Effects of Ionic Strength and Sesquioxides on Adsorption of Toxin of Bacillus thuringiensis subsp. kurstaki on Soils

Abstract

Chemical reactions and fate of the toxins of Bacillus thuringiensis (Bt) in the soil environment are causing increasing concerns due to the large-scale cultivation of transgenic Bt plants. In this study, the effect of ionic strength (0–1 000 mmol kg −1) adjusted by NaCl or CaCl 2 on adsorption of Bt toxin by a lateritic red soil, a paddy soil and these soils after chemical removal of organic-bound or free Fe and Al oxides, as well as by pure minerals (goethite, hematite and gibbsite) which are widespread in these soils, were studied.

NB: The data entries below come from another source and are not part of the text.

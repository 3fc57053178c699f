use glossa_core::errors::{ConfigError, ErrorCode};
use glossa_core::{Condition, GlossaConfig, GlossaError, Outcome, PredictionMode, Source, StreamId};
use glossa_engine::{FeedbackStatus, GlossaEngine};

fn engine() -> GlossaEngine {
    GlossaEngine::new(GlossaConfig::default()).unwrap()
}

fn top_k(k: usize) -> GlossaConfig {
    let mut config = GlossaConfig::default();
    config.predictor.top_k = k;
    config
}

#[test]
fn invalid_config_is_rejected_at_startup() {
    let mut config = GlossaConfig::default();
    config.segments.vocabulary_cap = 1;
    let err = GlossaEngine::new(config).unwrap_err();
    assert!(matches!(
        err,
        GlossaError::Config(ConfigError::CapacityExceeded { .. })
    ));
    assert_eq!(err.error_code(), "CAPACITY_EXCEEDED");
}

#[test]
fn fresh_engine_predicts_cold_start_uniform() {
    let engine = engine();
    let prediction = engine.predict(&StreamId::from("new"));
    assert!(prediction.ranking.cold_start);
    assert_eq!(prediction.position, 0);
    assert_eq!(prediction.ranking.candidates.len(), 5);
    assert!((prediction.ranking.total_probability() - 1.0).abs() < 1e-9);
    // Predicting on an unknown stream does not open it.
    assert!(engine.stream_ids().is_empty());
}

#[test]
fn alternating_stream_discovers_ab() {
    let engine = engine();
    let stream = StreamId::from("ab");
    for _ in 0..3 {
        engine.observe_str(&stream, "ababababab");
    }
    let matches = engine.segments_at(&stream, 4).unwrap();
    assert!(matches.iter().any(|m| m.content == "ab" && m.is_complete()));
    assert!(engine.vocabulary_stats().live_segments >= 1);
}

#[test]
fn observe_reports_position_and_merges() {
    let engine = engine();
    let stream = StreamId::from("s");
    let reports = engine.observe_str(&stream, "ababababab");
    assert_eq!(reports.last().unwrap().position, 10);
    assert!(reports[6].merged.is_some());
    assert_eq!(engine.stream_position(&stream), Some(10));
}

#[test]
fn vocabulary_pressure_reports_vocabulary_full() {
    let mut config = GlossaConfig::default();
    config.segments.merge_threshold = 1;
    config.segments.vocabulary_cap = 4;
    let engine = GlossaEngine::new(config).unwrap();
    let reports = engine.observe_str(
        &StreamId::from("s"),
        "pack my box with five dozen liquor jugs",
    );
    assert!(reports
        .iter()
        .any(|r| r.condition == Some(Condition::VocabularyFull)));
    assert!(engine.vocabulary_stats().live_segments <= 4);
}

#[test]
fn trained_stream_predicts_its_continuation() {
    let engine = engine();
    let stream = StreamId::from("s");
    for _ in 0..10 {
        engine.observe_str(&stream, "hello world ");
    }
    engine.observe_str(&stream, "hell");
    let prediction = engine.predict(&stream);
    assert!(!prediction.ranking.cold_start);
    assert!(prediction.best().is_some_and(|t| t.starts_with('o')));
}

#[test]
fn segment_feedback_raises_segment_weight_and_confidence() {
    let engine = GlossaEngine::new(top_k(10)).unwrap();
    engine.observe_str(&StreamId::from("train"), &"xyz".repeat(10));
    let query = StreamId::from("query");
    engine.observe(&query, 'x');

    let prediction = engine.predict(&query);
    let rank = prediction
        .ranking
        .candidates
        .iter()
        .position(|c| c.text == "yz")
        .expect("xyz implies the continuation yz");
    assert_eq!(
        prediction.ranking.candidates[rank].sources.as_slice(),
        &[Source::Segment]
    );

    let before = engine.vocabulary_stats().avg_confidence;
    let status = engine.record_feedback(prediction.id, &Outcome::actual("yzx").evaluating(rank));
    let report = status.report().unwrap();
    assert!(report.correct);
    assert!(!report.segment_signals.is_empty());
    assert!(engine.weights().get(Source::Segment) > 0.5);
    assert!(engine.vocabulary_stats().avg_confidence > before);
}

#[test]
fn repeated_segment_success_makes_segment_source_dominate() {
    let engine = GlossaEngine::new(top_k(32)).unwrap();
    engine.observe_str(&StreamId::from("train"), &"xyz".repeat(10));
    let query = StreamId::from("query");
    engine.observe(&query, 'x');

    let mut previous = engine.weights().get(Source::Segment);
    for _ in 0..120 {
        let prediction = engine.predict(&query);
        let rank = prediction
            .ranking
            .candidates
            .iter()
            .position(|c| c.text == "yz" && c.sources.as_slice() == [Source::Segment])
            .expect("segment continuation stays available");
        engine.record_feedback(prediction.id, &Outcome::actual("yz").evaluating(rank));
        let current = engine.weights().get(Source::Segment);
        assert!(current >= previous - 1e-9);
        previous = current;
        engine.observe_str(&query, "yzx");
    }
    let weights = engine.weights();
    assert!(weights.get(Source::Segment) > 0.9);
    assert!(weights.get(Source::Segment) > weights.get(Source::Character));
}

#[test]
fn stale_feedback_changes_no_weights() {
    let mut config = GlossaConfig::default();
    config.tracker.max_pending = 1;
    let engine = GlossaEngine::new(config).unwrap();
    let stream = StreamId::from("s");
    engine.observe_str(&stream, "abc");
    let first = engine.predict(&stream);
    let _second = engine.predict(&stream);
    let before = engine.weights();

    let status = engine.record_feedback(first.id, &Outcome::actual("x"));
    assert_eq!(status, FeedbackStatus::Stale(first.id));
    assert_eq!(status.condition(), Some(Condition::StaleFeedback));
    assert_eq!(engine.weights(), before);
}

#[test]
fn closing_a_stream_expires_its_predictions() {
    let engine = engine();
    let a = StreamId::from("a");
    let b = StreamId::from("b");
    engine.observe_str(&a, "abc");
    engine.observe_str(&b, "abc");
    let pa = engine.predict(&a);
    let pb = engine.predict(&b);

    assert_eq!(engine.close_stream(&a).unwrap(), 1);
    assert_eq!(engine.stream_ids(), vec![b.clone()]);
    assert!(engine.record_feedback(pa.id, &Outcome::actual("a")).is_stale());
    assert!(!engine.record_feedback(pb.id, &Outcome::actual("a")).is_stale());

    let err = engine.close_stream(&a).unwrap_err();
    assert!(matches!(err, GlossaError::UnknownStream { .. }));
}

#[test]
fn segments_at_unknown_stream_is_an_error() {
    let engine = engine();
    let err = engine.segments_at(&StreamId::from("nope"), 0).unwrap_err();
    assert_eq!(err.error_code(), "UNKNOWN_STREAM");
}

#[test]
fn character_only_mode_never_uses_segments() {
    let mut config = GlossaConfig::default();
    config.predictor.mode = PredictionMode::CharacterOnly;
    let engine = GlossaEngine::new(config).unwrap();
    engine.observe_str(&StreamId::from("train"), &"xyz".repeat(10));
    let query = StreamId::from("query");
    engine.observe(&query, 'x');
    let prediction = engine.predict(&query);
    assert_eq!(prediction.ranking.mode, PredictionMode::CharacterOnly);
    assert!(prediction
        .ranking
        .candidates
        .iter()
        .all(|c| c.sources.as_slice() == [Source::Character]));
}

#[test]
fn greedy_segmentation_uses_discovered_segments() {
    let engine = engine();
    engine.observe_str(&StreamId::from("train"), &"xyz".repeat(10));
    let tokens = engine.segment_text("xyzxyz");
    assert_eq!(tokens.concat(), "xyzxyz");
    assert!(tokens.len() < 6);
}

#[test]
fn identical_input_yields_identical_state_and_predictions() {
    let a = engine();
    let b = engine();
    let stream = StreamId::from("s");
    let text = "the cat sat on the mat with the hat ";
    for _ in 0..3 {
        a.observe_str(&stream, text);
        b.observe_str(&stream, text);
    }
    assert_eq!(a.predict(&stream), b.predict(&stream));
    assert_eq!(a.export_state(), b.export_state());
}

#[test]
fn old_prediction_expires_even_when_later_ones_are_answered() {
    let mut config = GlossaConfig::default();
    config.tracker.max_pending = 2;
    let engine = GlossaEngine::new(config).unwrap();
    let stream = StreamId::from("s");
    engine.observe_str(&stream, "hello hello ");
    let old = engine.predict(&stream);
    for _ in 0..50 {
        let prediction = engine.predict(&stream);
        engine.record_feedback(prediction.id, &Outcome::actual("h"));
    }
    let before = engine.weights();

    let status = engine.record_feedback(old.id, &Outcome::actual("zzz"));
    assert_eq!(status, FeedbackStatus::Stale(old.id));
    assert_eq!(engine.weights(), before);
    assert_eq!(engine.metrics().expired, 1);
}

#[test]
fn segment_feedback_builds_per_segment_metrics() {
    let mut config = top_k(10);
    config.tracker.segment_min_samples = 2;
    config.tracker.segment_accuracy_threshold = 0.5;
    let engine = GlossaEngine::new(config).unwrap();
    engine.observe_str(&StreamId::from("train"), &"xyz".repeat(10));

    for i in 0..3 {
        let query = StreamId::new(format!("query-{i}"));
        engine.observe(&query, 'x');
        let prediction = engine.predict(&query);
        let rank = prediction
            .ranking
            .candidates
            .iter()
            .position(|c| c.text == "yz")
            .expect("xyz implies the continuation yz");
        engine.record_feedback(prediction.id, &Outcome::actual("yzx").evaluating(rank));
    }

    let best = engine.best_segments(5);
    let (content, analysis) = best.first().expect("a recommended segment");
    assert!(content.starts_with('x') && content.ends_with("yz"));
    assert_eq!(analysis.metrics.hits(), 3);
    assert!(analysis.recommended);
    assert!(engine.should_use_segment(content));
    assert_eq!(engine.segment_analysis(content).as_ref(), Some(analysis));
    assert!(engine.segment_analysis("no such segment").is_none());
}

#[test]
fn evicted_segments_are_archived_and_restorable() {
    let mut config = GlossaConfig::default();
    config.segments.merge_threshold = 1;
    config.segments.vocabulary_cap = 4;
    config.segments.archive_cap = 8;
    let engine = GlossaEngine::new(config).unwrap();
    engine.observe_str(&StreamId::from("s"), "pack my box with five dozen liquor jugs");

    let archived = engine.archived_segments();
    assert!(!archived.is_empty() && archived.len() <= 8);
    assert_eq!(engine.vocabulary_stats().archived, archived.len());

    let content = archived[archived.len() - 1].segment.content().to_string();
    assert!(engine.lookup_segment(&content).is_none());
    let id = engine.restore_segment(&content).expect("archived segment restores");
    assert_eq!(engine.lookup_segment(&content), Some(id));
    assert!(engine.vocabulary_stats().live_segments <= 4);
    assert!(engine.restore_segment(&content).is_none());
}

#[test]
fn pair_strength_favours_frequent_neighbours() {
    let mut config = GlossaConfig::default();
    config.segments.merge_threshold = 50;
    let engine = GlossaEngine::new(config).unwrap();
    engine.observe_str(&StreamId::from("s"), "abababab xa");
    assert!(engine.pair_strength("a", "b") > engine.pair_strength("b", " "));
    assert!(engine.pair_strength("b", " ") > 0.0);
    assert_eq!(engine.pair_strength("z", "z"), 0.0);
}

The results indicated that when the supporting electrolyte was NaCl, the adsorption of Bt toxin by the lateritic red soil and paddy soil increased rapidly until the ionic strength reached 250 mmol kg −1 and then gradually slowed down with the increase of ionic strength; while in case the supporting electrolyte was CaCl 2, the adsorption of Bt toxin enhanced significantly at low ionic strength (< 10 mmol kg −1) and then decreased as the ionic strength increased. The adsorption of Bt toxin by the tested minerals and soils after the removal of organic-bound or free Fe and Al oxides also increased with increasing ionic strength controlled by NaCl. Removing organic-bound Fe and Al oxides obviously increased the adsorption of Bt toxin in the tested soils. Differently, removing free Fe and Al oxides increased the Bt adsorption by the paddy soil, but decreased the adsorption by the lateritic red soil. The study indicated that the varieties of ionic strength and the presence of Fe and Al oxides affected the adsorption of Bt toxin by the soils, which would contribute to the further understanding of the fate of Bt toxin in the soil environment and provide references for the ecological risk assessment of transgenic Bt plants.